[Source records]
*** Block opens ***

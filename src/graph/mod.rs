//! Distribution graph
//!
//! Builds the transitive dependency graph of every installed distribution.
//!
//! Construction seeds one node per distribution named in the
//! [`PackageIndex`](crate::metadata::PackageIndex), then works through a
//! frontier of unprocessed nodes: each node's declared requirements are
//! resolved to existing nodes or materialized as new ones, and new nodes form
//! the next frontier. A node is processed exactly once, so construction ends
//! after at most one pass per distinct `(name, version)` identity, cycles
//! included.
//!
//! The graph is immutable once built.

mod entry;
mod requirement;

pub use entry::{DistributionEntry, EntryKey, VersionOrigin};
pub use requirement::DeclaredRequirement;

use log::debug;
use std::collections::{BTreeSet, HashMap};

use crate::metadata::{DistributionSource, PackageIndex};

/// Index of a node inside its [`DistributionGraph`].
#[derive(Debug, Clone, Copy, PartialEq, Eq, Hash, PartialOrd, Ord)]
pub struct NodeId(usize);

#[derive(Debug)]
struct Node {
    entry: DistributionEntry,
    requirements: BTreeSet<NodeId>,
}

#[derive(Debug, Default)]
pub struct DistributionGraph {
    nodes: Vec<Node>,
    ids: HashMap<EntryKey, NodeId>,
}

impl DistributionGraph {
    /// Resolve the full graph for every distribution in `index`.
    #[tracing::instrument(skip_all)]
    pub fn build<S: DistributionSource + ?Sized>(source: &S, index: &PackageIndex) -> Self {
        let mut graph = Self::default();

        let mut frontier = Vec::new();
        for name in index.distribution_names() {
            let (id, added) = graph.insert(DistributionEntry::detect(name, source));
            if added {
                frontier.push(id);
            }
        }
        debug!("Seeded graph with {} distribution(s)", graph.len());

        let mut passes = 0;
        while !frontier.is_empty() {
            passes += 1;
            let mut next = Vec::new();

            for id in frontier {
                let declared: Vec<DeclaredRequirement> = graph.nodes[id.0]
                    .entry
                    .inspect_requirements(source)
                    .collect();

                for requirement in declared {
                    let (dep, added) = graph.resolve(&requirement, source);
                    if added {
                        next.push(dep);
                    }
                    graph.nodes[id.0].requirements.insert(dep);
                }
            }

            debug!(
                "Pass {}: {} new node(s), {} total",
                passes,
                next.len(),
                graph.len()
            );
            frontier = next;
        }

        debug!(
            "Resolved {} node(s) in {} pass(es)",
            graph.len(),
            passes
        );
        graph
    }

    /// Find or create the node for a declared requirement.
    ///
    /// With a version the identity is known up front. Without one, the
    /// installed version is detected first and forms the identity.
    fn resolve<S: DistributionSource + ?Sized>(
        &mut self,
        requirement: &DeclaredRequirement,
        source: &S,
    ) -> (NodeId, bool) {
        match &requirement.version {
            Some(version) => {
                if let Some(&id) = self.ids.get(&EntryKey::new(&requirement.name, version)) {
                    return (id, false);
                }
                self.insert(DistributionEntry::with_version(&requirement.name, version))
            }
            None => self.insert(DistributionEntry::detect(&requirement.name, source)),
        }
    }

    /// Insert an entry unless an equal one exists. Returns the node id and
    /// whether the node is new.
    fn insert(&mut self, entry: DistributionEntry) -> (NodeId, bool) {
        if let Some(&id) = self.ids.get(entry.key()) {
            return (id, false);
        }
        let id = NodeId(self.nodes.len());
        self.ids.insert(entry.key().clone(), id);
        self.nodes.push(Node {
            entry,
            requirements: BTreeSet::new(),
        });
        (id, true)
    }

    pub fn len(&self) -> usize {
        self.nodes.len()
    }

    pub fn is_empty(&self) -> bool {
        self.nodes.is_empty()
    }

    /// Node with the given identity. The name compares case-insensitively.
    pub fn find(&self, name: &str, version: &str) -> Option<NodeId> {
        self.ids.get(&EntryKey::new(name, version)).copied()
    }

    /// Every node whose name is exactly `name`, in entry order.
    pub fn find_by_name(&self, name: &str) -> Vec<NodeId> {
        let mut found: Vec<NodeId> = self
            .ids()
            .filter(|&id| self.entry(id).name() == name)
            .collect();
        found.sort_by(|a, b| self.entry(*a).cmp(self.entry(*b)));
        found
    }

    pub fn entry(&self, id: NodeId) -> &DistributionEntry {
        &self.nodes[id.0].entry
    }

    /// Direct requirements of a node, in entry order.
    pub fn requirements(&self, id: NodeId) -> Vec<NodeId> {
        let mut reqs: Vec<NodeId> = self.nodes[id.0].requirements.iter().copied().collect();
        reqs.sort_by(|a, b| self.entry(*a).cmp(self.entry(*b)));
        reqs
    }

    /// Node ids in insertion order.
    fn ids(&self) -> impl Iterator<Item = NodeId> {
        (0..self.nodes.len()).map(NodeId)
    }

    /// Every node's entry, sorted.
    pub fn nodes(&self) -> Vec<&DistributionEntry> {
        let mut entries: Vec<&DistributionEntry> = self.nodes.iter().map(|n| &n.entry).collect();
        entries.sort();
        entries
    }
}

*** Block closes ***

* **Your instructions**
Lines in the records above that carry the word "DistributionEntry" are to be located and copied.

* **Result below**
pub use entry::{DistributionEntry, EntryKey, VersionOrigin};
    entry: DistributionEntry,
            let (id, added) = graph.insert(DistributionEntry::detect(name, source));
                self.insert(DistributionEntry::with_version(&requirement.name, version))
            None => self.insert(DistributionEntry::detect(&requirement.name, source)),
    fn insert(&mut self, entry: DistributionEntry) -> (NodeId, bool) {
    pub fn entry(&self, id: NodeId) -> &DistributionEntry {
    pub fn nodes(&self) -> Vec<&DistributionEntry> {
        let mut entries: Vec<&DistributionEntry> = self.nodes.iter().map(|n| &n.entry).collect();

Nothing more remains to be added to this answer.